*Task item:*
Gather each line of the entries below that includes "visitor".

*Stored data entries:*

......

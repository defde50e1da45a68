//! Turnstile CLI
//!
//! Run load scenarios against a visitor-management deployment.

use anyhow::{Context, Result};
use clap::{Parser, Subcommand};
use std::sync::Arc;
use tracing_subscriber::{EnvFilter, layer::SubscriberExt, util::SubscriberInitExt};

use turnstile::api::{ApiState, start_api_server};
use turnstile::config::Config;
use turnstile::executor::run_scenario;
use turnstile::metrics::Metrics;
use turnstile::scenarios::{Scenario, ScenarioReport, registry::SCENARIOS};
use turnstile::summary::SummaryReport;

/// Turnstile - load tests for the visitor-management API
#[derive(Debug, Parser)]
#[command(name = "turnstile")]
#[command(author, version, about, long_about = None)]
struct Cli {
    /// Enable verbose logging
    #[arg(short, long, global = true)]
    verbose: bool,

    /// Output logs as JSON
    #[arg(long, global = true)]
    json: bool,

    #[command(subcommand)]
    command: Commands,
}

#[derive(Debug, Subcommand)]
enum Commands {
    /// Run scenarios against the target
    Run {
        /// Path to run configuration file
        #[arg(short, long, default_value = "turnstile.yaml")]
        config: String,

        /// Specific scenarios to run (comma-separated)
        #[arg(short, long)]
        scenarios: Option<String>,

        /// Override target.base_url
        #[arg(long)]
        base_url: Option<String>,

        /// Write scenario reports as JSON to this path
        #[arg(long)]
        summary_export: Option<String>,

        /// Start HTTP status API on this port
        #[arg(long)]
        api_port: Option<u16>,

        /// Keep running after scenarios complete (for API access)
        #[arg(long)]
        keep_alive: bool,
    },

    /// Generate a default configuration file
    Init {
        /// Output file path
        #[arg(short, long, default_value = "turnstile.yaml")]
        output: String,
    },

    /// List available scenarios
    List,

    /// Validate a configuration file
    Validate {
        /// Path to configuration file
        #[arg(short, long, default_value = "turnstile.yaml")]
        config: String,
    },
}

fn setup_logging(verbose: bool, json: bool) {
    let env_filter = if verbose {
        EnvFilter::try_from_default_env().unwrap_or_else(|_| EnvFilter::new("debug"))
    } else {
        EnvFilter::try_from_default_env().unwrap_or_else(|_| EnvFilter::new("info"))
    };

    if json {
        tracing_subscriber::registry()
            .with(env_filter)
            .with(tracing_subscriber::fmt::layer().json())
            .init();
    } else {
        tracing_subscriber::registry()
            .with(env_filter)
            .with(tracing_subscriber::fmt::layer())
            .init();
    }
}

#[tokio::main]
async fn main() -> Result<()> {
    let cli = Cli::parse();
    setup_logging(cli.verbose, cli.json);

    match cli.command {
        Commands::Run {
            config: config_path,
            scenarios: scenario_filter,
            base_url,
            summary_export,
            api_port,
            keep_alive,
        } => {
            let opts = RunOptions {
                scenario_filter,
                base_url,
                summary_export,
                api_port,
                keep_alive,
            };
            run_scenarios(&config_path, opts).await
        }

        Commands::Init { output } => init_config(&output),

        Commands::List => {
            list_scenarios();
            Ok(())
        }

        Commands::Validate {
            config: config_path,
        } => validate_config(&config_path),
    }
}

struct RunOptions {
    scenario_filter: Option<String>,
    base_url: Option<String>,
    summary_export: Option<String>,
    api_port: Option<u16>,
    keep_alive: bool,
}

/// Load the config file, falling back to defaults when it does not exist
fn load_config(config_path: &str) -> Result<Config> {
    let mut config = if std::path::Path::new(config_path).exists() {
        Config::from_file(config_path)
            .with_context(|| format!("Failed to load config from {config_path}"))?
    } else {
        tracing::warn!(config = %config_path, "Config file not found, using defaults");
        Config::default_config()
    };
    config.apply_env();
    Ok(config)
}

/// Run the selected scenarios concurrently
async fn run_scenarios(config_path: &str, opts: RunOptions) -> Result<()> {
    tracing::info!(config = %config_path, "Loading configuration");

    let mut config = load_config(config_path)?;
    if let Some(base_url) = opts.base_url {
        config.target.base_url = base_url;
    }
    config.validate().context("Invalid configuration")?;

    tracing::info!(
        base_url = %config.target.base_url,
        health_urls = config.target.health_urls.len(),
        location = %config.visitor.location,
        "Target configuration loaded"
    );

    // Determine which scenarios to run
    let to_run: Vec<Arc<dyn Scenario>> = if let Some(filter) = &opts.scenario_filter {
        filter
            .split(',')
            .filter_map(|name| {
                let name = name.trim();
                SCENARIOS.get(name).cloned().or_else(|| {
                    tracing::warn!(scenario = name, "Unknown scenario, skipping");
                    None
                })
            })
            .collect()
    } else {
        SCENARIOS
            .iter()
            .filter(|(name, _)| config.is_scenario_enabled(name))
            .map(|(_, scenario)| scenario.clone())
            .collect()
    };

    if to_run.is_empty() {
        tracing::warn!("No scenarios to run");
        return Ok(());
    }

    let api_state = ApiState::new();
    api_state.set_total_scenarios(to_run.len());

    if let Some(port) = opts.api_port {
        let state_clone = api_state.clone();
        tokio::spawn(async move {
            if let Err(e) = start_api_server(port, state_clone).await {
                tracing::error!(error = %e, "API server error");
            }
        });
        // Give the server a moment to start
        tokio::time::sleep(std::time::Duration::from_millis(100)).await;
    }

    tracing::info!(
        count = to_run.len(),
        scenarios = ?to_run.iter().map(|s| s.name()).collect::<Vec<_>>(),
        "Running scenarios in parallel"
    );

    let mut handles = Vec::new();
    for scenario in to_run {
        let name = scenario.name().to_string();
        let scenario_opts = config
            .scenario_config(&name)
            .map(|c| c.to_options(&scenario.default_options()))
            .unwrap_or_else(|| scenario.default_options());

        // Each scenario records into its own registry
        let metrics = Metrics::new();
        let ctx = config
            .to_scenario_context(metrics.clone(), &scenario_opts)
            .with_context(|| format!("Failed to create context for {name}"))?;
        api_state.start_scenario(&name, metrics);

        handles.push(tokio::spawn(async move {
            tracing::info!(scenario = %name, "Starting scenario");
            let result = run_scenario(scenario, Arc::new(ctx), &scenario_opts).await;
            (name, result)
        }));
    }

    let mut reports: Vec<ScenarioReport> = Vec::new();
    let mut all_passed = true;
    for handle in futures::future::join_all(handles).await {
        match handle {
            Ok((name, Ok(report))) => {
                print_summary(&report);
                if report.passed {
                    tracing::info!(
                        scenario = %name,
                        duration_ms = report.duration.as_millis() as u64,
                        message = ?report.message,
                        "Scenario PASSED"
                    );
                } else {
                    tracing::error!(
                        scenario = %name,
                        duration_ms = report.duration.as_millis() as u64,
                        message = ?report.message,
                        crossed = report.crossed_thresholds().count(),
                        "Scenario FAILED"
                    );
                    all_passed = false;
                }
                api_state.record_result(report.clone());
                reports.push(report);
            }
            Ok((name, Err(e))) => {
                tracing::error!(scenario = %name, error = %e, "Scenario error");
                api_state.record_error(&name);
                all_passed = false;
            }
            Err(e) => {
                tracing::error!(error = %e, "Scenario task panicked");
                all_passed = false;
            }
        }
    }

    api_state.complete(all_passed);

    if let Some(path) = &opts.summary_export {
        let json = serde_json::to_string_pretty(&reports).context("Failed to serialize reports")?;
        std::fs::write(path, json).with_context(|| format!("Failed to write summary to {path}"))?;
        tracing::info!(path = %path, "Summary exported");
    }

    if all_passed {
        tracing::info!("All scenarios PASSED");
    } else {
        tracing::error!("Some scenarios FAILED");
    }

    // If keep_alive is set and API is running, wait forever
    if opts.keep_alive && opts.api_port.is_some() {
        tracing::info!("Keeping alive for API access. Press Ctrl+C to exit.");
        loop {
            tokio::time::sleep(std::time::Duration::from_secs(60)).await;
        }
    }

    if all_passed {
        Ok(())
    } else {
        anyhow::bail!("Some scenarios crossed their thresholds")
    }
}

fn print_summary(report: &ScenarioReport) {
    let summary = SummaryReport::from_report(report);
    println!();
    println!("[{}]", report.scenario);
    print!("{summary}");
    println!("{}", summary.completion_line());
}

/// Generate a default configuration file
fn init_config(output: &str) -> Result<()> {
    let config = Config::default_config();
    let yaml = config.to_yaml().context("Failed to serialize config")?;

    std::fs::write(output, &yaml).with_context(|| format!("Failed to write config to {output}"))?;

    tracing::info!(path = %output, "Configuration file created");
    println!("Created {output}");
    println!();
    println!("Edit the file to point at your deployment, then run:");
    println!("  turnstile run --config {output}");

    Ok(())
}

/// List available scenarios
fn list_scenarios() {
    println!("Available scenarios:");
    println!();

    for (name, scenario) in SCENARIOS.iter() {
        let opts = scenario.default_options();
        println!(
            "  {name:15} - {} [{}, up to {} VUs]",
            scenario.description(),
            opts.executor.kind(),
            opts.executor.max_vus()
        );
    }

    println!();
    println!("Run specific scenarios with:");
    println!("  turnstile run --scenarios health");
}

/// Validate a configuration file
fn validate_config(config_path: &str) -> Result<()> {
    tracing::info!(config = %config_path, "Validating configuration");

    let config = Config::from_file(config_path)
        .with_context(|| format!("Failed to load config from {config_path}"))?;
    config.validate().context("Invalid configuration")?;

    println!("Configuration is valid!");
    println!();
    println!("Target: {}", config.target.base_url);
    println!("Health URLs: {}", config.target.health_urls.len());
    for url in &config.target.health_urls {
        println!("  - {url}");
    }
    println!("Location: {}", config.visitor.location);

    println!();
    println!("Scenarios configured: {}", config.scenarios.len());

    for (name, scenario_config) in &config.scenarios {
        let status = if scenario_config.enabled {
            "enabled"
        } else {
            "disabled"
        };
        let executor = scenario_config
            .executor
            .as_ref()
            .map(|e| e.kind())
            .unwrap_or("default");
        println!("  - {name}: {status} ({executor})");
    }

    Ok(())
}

......

*Written solution:*
//! Run load scenarios against a visitor-management deployment.
/// Turnstile - load tests for the visitor-management API
        location = %config.visitor.location,
    println!("Location: {}", config.visitor.location);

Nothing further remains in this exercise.